Kumkuma is a powder used for social and religious markings in India. It is made from turmeric. The turmeric is dried and powdered with a bit of slaked lime, which turns the rich yellow powder into a red colour.
Kumkuma is most often applied by Indians to the forehead. The reason for this particular location has to do with the ancient Indian belief that “the human body is divided into seven vortices of energy, called chakras, beginning at the base of the spine and ending at the top of the head. The sixth chakra, also known as the third eye, is centred in the forehead directly between the eyebrows and is believed to be the channel through which humankind opens spiritually to the Divine”. Thus the kumkuma is placed at the location of the body which is believed by Indians to be the holiest.\
However, there is a spiritual explanation too. The tilak invokes a feeling of sanctity in the wearer and also in the onlooker. It is considered a religious mark, and its shape and colour varied according to one’s caste, religious sect and the deity one worships.
In ancient times, the four castes or varnas-Brahmin, Kshatriya, Vaishya and Sudra- applied the tilak differently.
- Brahmins applied the white sandalwood tilak, symbolizing purity, as their vocation was priestly and academic in nature.
- Kshatriyas applied red kumkum- a mixture of turmeric and lemon juice or lime signifying valour since they belonged to the warrior class. The red denotes valour and hyperactivity.

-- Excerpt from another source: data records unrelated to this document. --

use fractic_brokerage_ledger::{
    entities::{Partition, SettlementKey},
    util::BrokerageLedgerUtil,
};
use rust_decimal::Decimal;
use rust_decimal_macros::dec;

const LEDGER_JSON: &str = r#"[
    {"COCD": "NSE", "ACCOUNTCODE": "C100", "NARRATION": "OPENING BALANCE", "CR_AMT": 50, "DR_AMT": 0},
    {"COCD": "BSE", "ACCOUNTCODE": "C100", "NARRATION": "ASSOCIATE OPENING BALANCE", "CR_AMT": 900, "DR_AMT": 0},
    {"COCD": "MTF", "ACCOUNTCODE": "C100", "NARRATION": "OPENING BALANCE", "CR_AMT": "0", "DR_AMT": "15.75"},
    {"COCD": "NSE", "ACCOUNTCODE": "C100", "NARRATION": "BILL NO 1101", "CR_AMT": 0, "DR_AMT": 20,
     "BILL_DATE": "2024-04-02", "MKT_TYPE": "N", "SETTLEMENT_NO": "2024061"},
    {"COCD": "ICL", "ACCOUNTCODE": "C100", "NARRATION": "INTERCOMPANY", "CR_AMT": 10000, "DR_AMT": 0},
    {"COCD": "MTF", "ACCOUNTCODE": "C100_F", "NARRATION": "MTF FUNDING", "CR_AMT": 0, "DR_AMT": "1,200.00"},
    {"COCD": "MTF", "ACCOUNTCODE": "C100", "NARRATION": "MTF INTEREST", "CR_AMT": 0, "DR_AMT": "NaN"},
    {"COCD": "NSE", "ACCOUNTCODE": "C100", "NARRATION": "RECEIPT", "CR_AMT": 30, "DR_AMT": null}
]"#;

#[tokio::test]
async fn reconciles_api_payload_per_partition() {
    let util = BrokerageLedgerUtil::new();
    let result = util.reconcile_from_string(LEDGER_JSON).await.unwrap();

    let group1: Vec<(Decimal, Decimal, Decimal)> = result
        .group1
        .rows
        .iter()
        .map(|r| (r.opening_balance, r.amount, r.closing_balance))
        .collect();
    assert_eq!(result.group1.opening_total, dec!(50));
    assert_eq!(
        group1,
        vec![(dec!(50), dec!(-20), dec!(30)), (dec!(30), dec!(30), dec!(60))]
    );
    assert_eq!(result.group1.closing_total, dec!(60));

    assert_eq!(result.mtf.opening_total, dec!(-15.75));
    assert_eq!(result.mtf.rows.len(), 1);
    assert_eq!(result.mtf.closing_total, dec!(-15.75));

    assert_eq!(result.mtff.opening_total, Decimal::ZERO);
    assert_eq!(result.mtff.closing_total, dec!(-1200));
}

#[tokio::test]
async fn totals_chain_in_every_partition() {
    let util = BrokerageLedgerUtil::new();
    let result = util.reconcile_from_string(LEDGER_JSON).await.unwrap();

    for (partition, p) in result.iter() {
        let sum: Decimal = p.rows.iter().map(|r| r.amount).sum();
        assert_eq!(p.closing_total, p.opening_total + sum, "{partition}");
        for pair in p.rows.windows(2) {
            assert_eq!(pair[1].opening_balance, pair[0].closing_balance);
        }
        for r in &p.rows {
            assert_eq!(r.closing_balance, r.opening_balance + r.amount);
            assert_ne!(r.row.book_code, "ICL");
        }
    }
    assert_eq!(result.get(Partition::Group1), &result.group1);
}

#[tokio::test]
async fn display_order_is_most_recent_first() {
    let util = BrokerageLedgerUtil::new();
    let result = util.reconcile_from_string(LEDGER_JSON).await.unwrap();

    let narrations: Vec<&str> = result
        .group1
        .most_recent_first()
        .map(|r| r.row.narration.as_str())
        .collect();
    assert_eq!(narrations, vec!["RECEIPT", "BILL NO 1101"]);
    // Reversal is presentation only: chronological chain is untouched.
    assert_eq!(result.group1.rows[0].row.narration, "BILL NO 1101");
    assert_eq!(
        result.group1.rows[0].row.settlement(),
        Some(SettlementKey::new("N", "2024061"))
    );
    assert_eq!(result.group1.rows[1].row.settlement(), None);
}

#[tokio::test]
async fn repeated_runs_are_identical() {
    let util = BrokerageLedgerUtil::new();
    let first = util.reconcile_from_string(LEDGER_JSON).await.unwrap();
    let second = util.reconcile_from_string(LEDGER_JSON).await.unwrap();
    assert_eq!(first, second);
}

#[tokio::test]
async fn empty_ledger_reconciles_to_zero() {
    let util = BrokerageLedgerUtil::new();
    let result = util.reconcile_from_string("[]").await.unwrap();
    for (_, p) in result.iter() {
        assert_eq!(p.opening_total, Decimal::ZERO);
        assert_eq!(p.closing_total, Decimal::ZERO);
        assert!(p.rows.is_empty());
    }
}

#[tokio::test]
async fn malformed_payload_is_rejected() {
    let util = BrokerageLedgerUtil::new();
    assert!(util.reconcile_from_string("not json").await.is_err());
    assert!(util.reconcile_from_string(r#"["row"]"#).await.is_err());
}

#[tokio::test]
async fn out_of_range_amounts_do_not_break_the_batch() {
    let payload = r#"[
        {"COCD": "NSE", "ACCOUNTCODE": "C100", "NARRATION": "OPENING BALANCE", "CR_AMT": "50000000000000000000000000000"},
        {"COCD": "NSE", "ACCOUNTCODE": "C100", "NARRATION": "OPENING BALANCE", "CR_AMT": "50000000000000000000000000000"},
        {"COCD": "NSE", "ACCOUNTCODE": "C100", "NARRATION": "BILL NO 7", "CR_AMT": "50000000000000000000000000000"},
        {"COCD": "NSE", "ACCOUNTCODE": "C100", "NARRATION": "BILL NO 8", "CR_AMT": 5e28, "DR_AMT": "10"},
        {"COCD": "NSE", "ACCOUNTCODE": "C100", "NARRATION": "RECEIPT", "CR_AMT": "25.50"}
    ]"#;
    let util = BrokerageLedgerUtil::new();
    let result = util.reconcile_from_string(payload).await.unwrap();

    assert_eq!(result.group1.opening_total, Decimal::ZERO);
    let amounts: Vec<Decimal> = result.group1.rows.iter().map(|r| r.amount).collect();
    assert_eq!(amounts, vec![Decimal::ZERO, dec!(-10), dec!(25.50)]);
    assert_eq!(result.group1.closing_total, dec!(15.50));
}

#[tokio::test]
async fn reads_csv_and_json_files() {
    let dir = std::env::temp_dir().join(format!("brokerage-ledger-{}", std::process::id()));
    tokio::fs::create_dir_all(&dir).await.unwrap();

    let csv_path = dir.join("ledger.csv");
    tokio::fs::write(
        &csv_path,
        "COCD,ACCOUNTCODE,NARRATION,CR_AMT,DR_AMT\n\
         NSE,C100,OPENING BALANCE,50,0\n\
         NSE,C100,BILL NO 1101,0,20\n",
    )
    .await
    .unwrap();
    let json_path = dir.join("ledger.json");
    tokio::fs::write(&json_path, LEDGER_JSON).await.unwrap();

    let util = BrokerageLedgerUtil::new();
    let from_csv = util.reconcile_from_file(&csv_path).await.unwrap();
    assert_eq!(from_csv.group1.closing_total, dec!(30));
    let from_json = util.reconcile_from_file(&json_path).await.unwrap();
    assert_eq!(from_json.group1.closing_total, dec!(60));

    assert!(util.reconcile_from_file(dir.join("missing.json")).await.is_err());

    tokio::fs::remove_dir_all(&dir).await.unwrap();
}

- Vaishyas wore a yellow tilak of sandalwood paste mixed with Kesar or turmeric; the colour yellow signifies wisdom and foresight, which are essential for business acumen.
- Sudras wore a tilak of black bhasma or ash or charcoal, indicating service as they supported the work of the other three classes.
Further, Vaishnavities wear a Chandan tilak in ‘U’ shape, whereas Shaivities have a tripundra or three horizontal lines across the forehead drawn with bhashma. Devi worshippers apply a red dot of kumkum.